ROSEBURG, Ore. — A Christian boarding school has filed a discrimination lawsuit against a Southern Oregon town that charges tax-exempt organizations a premium for water and sewer service.

ROSEBURG, Ore. — A Christian boarding school has filed a discrimination lawsuit against a Southern Oregon town that charges tax-exempt organizations a premium for water and sewer service.

The lawsuit argues that the city of Canyonville has no basis for charging tax-exempt organizations such as public schools and churches twice the going rate for water and adding a surcharge for sewer service, the Roseburg News-Review newspaper reported Monday.

Officials at Canyonville Christian Academy say the overcharges amount to about $200,000 since 1988, which is as far back as its records go.

The boarding school has about 100 students, a majority from outside Douglas County and from foreign countries.

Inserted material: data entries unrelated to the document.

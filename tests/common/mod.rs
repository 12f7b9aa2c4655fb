#![allow(dead_code)]

use futures_chain::{settled, ChainContext, ChainError, Deferral, Deferred, Scheduler, Step, Value};
use rand::Rng;
use std::sync::{Arc, Mutex};
use std::time::Duration;
use tokio::time::{sleep, timeout};

pub const ERROR_MESSAGE: &str = "throws_error() is called";

// Helper to initialize tracing for tests (call once per test run, not per test function)
pub fn setup_tracing_for_test() {
  use std::sync::Once;
  use tracing_subscriber::{fmt, EnvFilter};
  static TRACING_INIT: Once = Once::new();

  TRACING_INIT.call_once(|| {
    let filter = EnvFilter::try_from_default_env().unwrap_or_else(|_| EnvFilter::new("info,futures_chain=trace"));

    fmt::Subscriber::builder()
      .with_env_filter(filter)
      .with_test_writer()
      .try_init()
      .ok();
  });
}

/// A step that always fails with `ERROR_MESSAGE`.
pub fn throws_error() -> Step {
  Step::new(|_| Err(ChainError::failed(ERROR_MESSAGE)))
}

/// A step returning a thenable that settles after a short random delay.
///
/// Settles with its arguments wrapped in a single list, or with a lone
/// `undefined` when called without arguments (one value, like a promise).
pub fn wait_for() -> Step {
  Step::new(|args| {
    let delay_ms = rand::rng().random_range(20..60u64);
    let deferred = Deferred::new();
    let resolver = deferred.clone();
    tokio::runtime::Handle::current().spawn(async move {
      sleep(Duration::from_millis(delay_ms)).await;
      let settled_with = if args.is_empty() {
        vec![Value::Undefined]
      } else {
        vec![Value::List(args)]
      };
      resolver.resolve(settled_with);
    });
    Ok(deferred.into())
  })
}

/// A step that settles `done` with the arguments it receives.
pub fn finisher(done: &Deferred) -> Step {
  let done = done.clone();
  Step::new(move |args| {
    done.resolve(args);
    Ok(Value::Undefined)
  })
}

pub async fn wait_done(done: &Deferred) -> Vec<Value> {
  timeout(Duration::from_secs(5), settled(done))
    .await
    .expect("timed out waiting for the chain to finish")
    .expect("continuation dropped")
}

/// Records the argument list of every call.
#[derive(Clone, Default)]
pub struct Recorder {
  calls: Arc<Mutex<Vec<Vec<Value>>>>,
}

impl Recorder {
  pub fn step(&self) -> Step {
    let calls = self.calls.clone();
    Step::new(move |args| {
      calls.lock().unwrap().push(args);
      Ok(Value::Undefined)
    })
  }

  pub fn call_count(&self) -> usize {
    self.calls.lock().unwrap().len()
  }

  pub fn last(&self) -> Option<Vec<Value>> {
    self.calls.lock().unwrap().last().cloned()
  }
}

/// Collects every error delivered to the handlers it hands out.
#[derive(Clone, Default)]
pub struct ErrorSink {
  errors: Arc<Mutex<Vec<ChainError>>>,
}

impl ErrorSink {
  pub fn handler(&self) -> impl Fn(ChainError) + Send + Sync + 'static {
    let errors = self.errors.clone();
    move |error| errors.lock().unwrap().push(error)
  }

  pub fn count(&self) -> usize {
    self.errors.lock().unwrap().len()
  }

  pub fn errors(&self) -> Vec<ChainError> {
    self.errors.lock().unwrap().clone()
  }
}

/// A scheduler that only runs deferrals when told to.
#[derive(Default)]
pub struct ManualScheduler {
  pending: Mutex<Vec<Deferral>>,
}

impl ManualScheduler {
  pub fn pending_count(&self) -> usize {
    self.pending.lock().unwrap().len()
  }

  pub fn run_pending(&self) {
    let callbacks = std::mem::take(&mut *self.pending.lock().unwrap());
    for callback in callbacks {
      callback();
    }
  }
}

impl Scheduler for ManualScheduler {
  fn defer(&self, callback: Deferral) {
    self.pending.lock().unwrap().push(callback);
  }
}

pub fn manual_context(name: &str) -> (Arc<ChainContext>, Arc<ManualScheduler>) {
  let scheduler = Arc::new(ManualScheduler::default());
  (ChainContext::new(name, scheduler.clone()), scheduler)
}
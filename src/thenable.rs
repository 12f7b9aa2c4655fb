use crate::error::ChainError;
use crate::value::Value;

use std::fmt;
use std::future::Future;
use std::mem;
use std::sync::Arc;

use futures::channel::oneshot;
use parking_lot::Mutex;
use tokio::runtime::Handle as TokioHandle;
use tracing::{trace, warn};

/// Callback handed to a thenable, invoked once with the settled argument list.
pub type Continuation = Box<dyn FnOnce(Vec<Value>) + Send + 'static>;

/// The "thenable" capability: anything that accepts a single continuation and
/// eventually calls it with a result.
///
/// A chain suspends on any step result that is a `Value::Thenable` and resumes
/// when the continuation fires. Implementations decide when (and whether) that
/// happens; a continuation that is never called leaves the chain pending.
pub trait Thenable: Send + Sync {
  fn register_continuation(&self, continuation: Continuation);
}

enum DeferredState {
  Waiting(Vec<Continuation>),
  Settled(Vec<Value>),
}

/// A settable thenable.
///
/// Clones share the same slot. Continuations registered before `resolve` are
/// queued and run by the resolving call; those registered afterwards run
/// immediately with a clone of the settled values.
#[derive(Clone)]
pub struct Deferred {
  state: Arc<Mutex<DeferredState>>,
}

impl Deferred {
  pub fn new() -> Self {
    Self {
      state: Arc::new(Mutex::new(DeferredState::Waiting(Vec::new()))),
    }
  }

  /// Creates a deferred that is already settled with `args`.
  pub fn resolved(args: Vec<Value>) -> Self {
    Self {
      state: Arc::new(Mutex::new(DeferredState::Settled(args))),
    }
  }

  /// Spawns `future` on the given runtime and settles the deferred with its
  /// output. The future starts running immediately, whether or not anything
  /// awaits the deferred.
  pub fn from_future<F>(tokio_handle: &TokioHandle, future: F) -> Self
  where
    F: Future<Output = Value> + Send + 'static,
  {
    let deferred = Self::new();
    let resolver = deferred.clone();
    tokio_handle.spawn(async move {
      let value = future.await;
      resolver.resolve(vec![value]);
    });
    deferred
  }

  /// Settles the deferred. Returns `false` (and changes nothing) if it was
  /// already settled.
  pub fn resolve(&self, args: Vec<Value>) -> bool {
    let waiters = {
      let mut state = self.state.lock();
      match &mut *state {
        DeferredState::Settled(_) => {
          warn!("Deferred: resolve called on an already settled deferred, ignoring.");
          return false;
        }
        DeferredState::Waiting(waiters) => {
          let waiters = mem::take(waiters);
          *state = DeferredState::Settled(args.clone());
          waiters
        }
      }
    };

    trace!(waiters = waiters.len(), "Deferred: settled, running continuations.");
    for continuation in waiters {
      continuation(args.clone());
    }
    true
  }

  pub fn is_settled(&self) -> bool {
    matches!(&*self.state.lock(), DeferredState::Settled(_))
  }
}

impl Default for Deferred {
  fn default() -> Self {
    Self::new()
  }
}

impl fmt::Debug for Deferred {
  fn fmt(&self, f: &mut fmt::Formatter<'_>) -> fmt::Result {
    let state = self.state.lock();
    match &*state {
      DeferredState::Waiting(waiters) => f
        .debug_struct("Deferred")
        .field("settled", &false)
        .field("waiters", &waiters.len())
        .finish(),
      DeferredState::Settled(args) => f
        .debug_struct("Deferred")
        .field("settled", &true)
        .field("args", args)
        .finish(),
    }
  }
}

impl Thenable for Deferred {
  fn register_continuation(&self, continuation: Continuation) {
    let settled = {
      let mut state = self.state.lock();
      match &mut *state {
        DeferredState::Waiting(waiters) => {
          waiters.push(continuation);
          return;
        }
        DeferredState::Settled(args) => args.clone(),
      }
    };
    continuation(settled);
  }
}

impl From<Deferred> for Value {
  fn from(deferred: Deferred) -> Self {
    Value::thenable(deferred)
  }
}

/// Awaits any thenable from async code, yielding the argument list it
/// settles with.
///
/// # Errors
/// Returns `ChainError::ContinuationDropped` if the thenable drops the
/// continuation without ever calling it.
pub async fn settled(thenable: &dyn Thenable) -> Result<Vec<Value>, ChainError> {
  let (tx, rx) = oneshot::channel::<Vec<Value>>();
  thenable.register_continuation(Box::new(move |args| {
    if tx.send(args).is_err() {
      trace!("settled(): receiver dropped before the thenable settled.");
    }
  }));
  rx.await.map_err(|_| ChainError::ContinuationDropped)
}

They live in campus dormitories.

The school wasn't aware of the policy until a broken water pipe sent thousands of gallons of water into the ground. Since sewer fees are tied to water consumption and the spilled water was not treated in the city's sewer plant, officials researched city ordinances before seeking a partial refund of the sewer fees.

"My first thought was, 'No, they can't do that. There has to be something wrong with that,'" said Roger Shaffer, a board member who also teaches government at the academy. "It doesn't pass the smell test."

City officials said they couldn't discuss the litigation, filed in Douglas County Circuit Court in Roseburg.

The higher fees apply to religious schools and churches, as well as public schools and other tax-exempt organizations. Water and sewer customers who live outside the city limits also pay the higher fees.

Nassau County on New York's Long Island recently imposed a sewer surcharge on tax-exempt school districts. The 19 school districts are fighting the fee on the grounds it amounts to a tax.

Canyonville Christian Academy has lobbied the Canyonville City Council since last June to change its policy, and in October, the school offered to accept a partial refund, in the form of credits on future bills. That offer was rejected.

"Our goal isn't to hurt the city," Headmaster Cathy Lovato said. "We just wanted the city to change its ordinance."